10.7. Independence of Covenants. All covenants hereunder shall be given
independent effect so that if a particular action or condition is not permitted
by any of such covenants, the fact
110
that it would be permitted by an exception to, or would otherwise be within the
limitations of, another covenant shall not avoid the occurrence of a Default or
an Event of Default if such action is taken or condition exists.
10.8. Survival of Representations, Warranties and Agreements. All
representations, warranties and agreements made herein shall survive the
execution and delivery hereof and the making of any Credit Extension.

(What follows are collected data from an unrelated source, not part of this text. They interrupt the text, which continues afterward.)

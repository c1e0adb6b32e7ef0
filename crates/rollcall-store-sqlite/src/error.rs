//! Error type for `rollcall-store-sqlite`.

use rollcall_core::store::{FailureKind, StoreError};
use thiserror::Error;

#[derive(Debug, Error)]
pub enum Error {
  #[error("core error: {0}")]
  Core(#[from] rollcall_core::Error),

  #[error("database error: {0}")]
  Database(#[from] tokio_rusqlite::Error),

  #[error("date/time parse error: {0}")]
  DateParse(String),

  /// Another student already uses this code.
  #[error("student code {0:?} is already registered")]
  DuplicateStudentCode(String),

  /// The insert names a class or student that does not exist.
  #[error("referenced {0} does not exist")]
  MissingReference(&'static str),
}

impl StoreError for Error {
  fn kind(&self) -> FailureKind {
    match self {
      Error::DuplicateStudentCode(_) => FailureKind::Conflict,
      Error::MissingReference(_) => FailureKind::MissingReference,
      _ => FailureKind::Other,
    }
  }
}

pub type Result<T, E = Error> = std::result::Result<T, E>;
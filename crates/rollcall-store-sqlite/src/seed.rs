//! Sample data inserted into a fresh store.

use crate::{Result, SqliteStore};

/// `(name, teacher)` for each sample class.
const SAMPLE_CLASSES: &[(&str, &str)] = &[
  ("Computer Science 101", "Prof. Smith"),
  ("Mathematics 201", "Ms. Johnson"),
  ("Physics 301", "Dr. Williams"),
  ("English Literature 102", "Prof. Davis"),
  ("Chemistry 202", "Dr. Brown"),
];

/// `(code, name, email)` for each sample student; all join the first class.
const SAMPLE_STUDENTS: &[(&str, &str, &str)] = &[
  ("ST92731", "John Doe", "john@example.com"),
  ("ST84521", "Jane Smith", "jane@example.com"),
  ("ST73642", "Mike Johnson", "mike@example.com"),
];

impl SqliteStore {
  /// Insert the sample classes and students if the store has no classes yet.
  /// Returns `true` if anything was inserted.
  pub async fn seed_sample_data(&self) -> Result<bool> {
    let seeded = self
      .conn
      .call(|conn| {
        let tx = conn.transaction()?;

        let count: i64 =
          tx.query_row("SELECT COUNT(*) FROM classes", [], |r| r.get(0))?;
        if count > 0 {
          return Ok(false);
        }

        let mut first_class = None;
        for (name, teacher) in SAMPLE_CLASSES {
          tx.execute(
            "INSERT INTO classes (name, teacher) VALUES (?1, ?2)",
            rusqlite::params![name, teacher],
          )?;
          first_class.get_or_insert(tx.last_insert_rowid());
        }

        for (code, name, email) in SAMPLE_STUDENTS {
          tx.execute(
            "INSERT INTO students (student_id, name, email, class_id)
             VALUES (?1, ?2, ?3, ?4)",
            rusqlite::params![code, name, email, first_class],
          )?;
        }

        tx.commit()?;
        Ok(true)
      })
      .await?;

    if seeded {
      tracing::info!(
        classes = SAMPLE_CLASSES.len(),
        students = SAMPLE_STUDENTS.len(),
        "inserted sample data"
      );
    }
    Ok(seeded)
  }
}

Notwithstanding anything herein or implied by law to the contrary, the
agreements of each Credit Party set forth in Sections 2.18(c), 2.19, 2.20, 10.2,
10.3 and 10.4 and the agreements of Lenders set forth in Sections 2.17, 9.3(b)
and 9.6 shall survive the payment of the Loans, the cancellation or expiration
of the Letters of Credit and the reimbursement of any amounts drawn thereunder,
and the termination hereof.
10.9. No Waiver; Remedies Cumulative. No failure or delay on the part of
any Agent or any Lender in the exercise of any power, right or privilege
hereunder or under any other Credit Document shall impair such power, right or
privilege or be construed to be a waiver of any default or acquiescence therein,
nor shall any single or partial exercise of any such power, right or privilege
preclude other or further exercise thereof or of any other power, right or
privilege. The rights, powers and remedies given to each Agent and each Lender
hereby are cumulative and shall be in addition to and independent of all rights,
powers and remedies existing by virtue of any statute or rule of law or in any
of the other Credit Documents or any of the Hedge Agreements. Any forbearance or
failure to exercise, and any delay in exercising, any right, power or remedy
hereunder shall not impair any such right, power or remedy or be construed to be
a waiver thereof, nor shall it preclude the further exercise of any such right,
power or remedy.
10.10. Marshalling; Payments Set Aside. Neither any Agent nor any Lender
shall be under any obligation to marshal any assets in favor of any Credit Party
or any other Person or against or in payment of any or all of the Obligations.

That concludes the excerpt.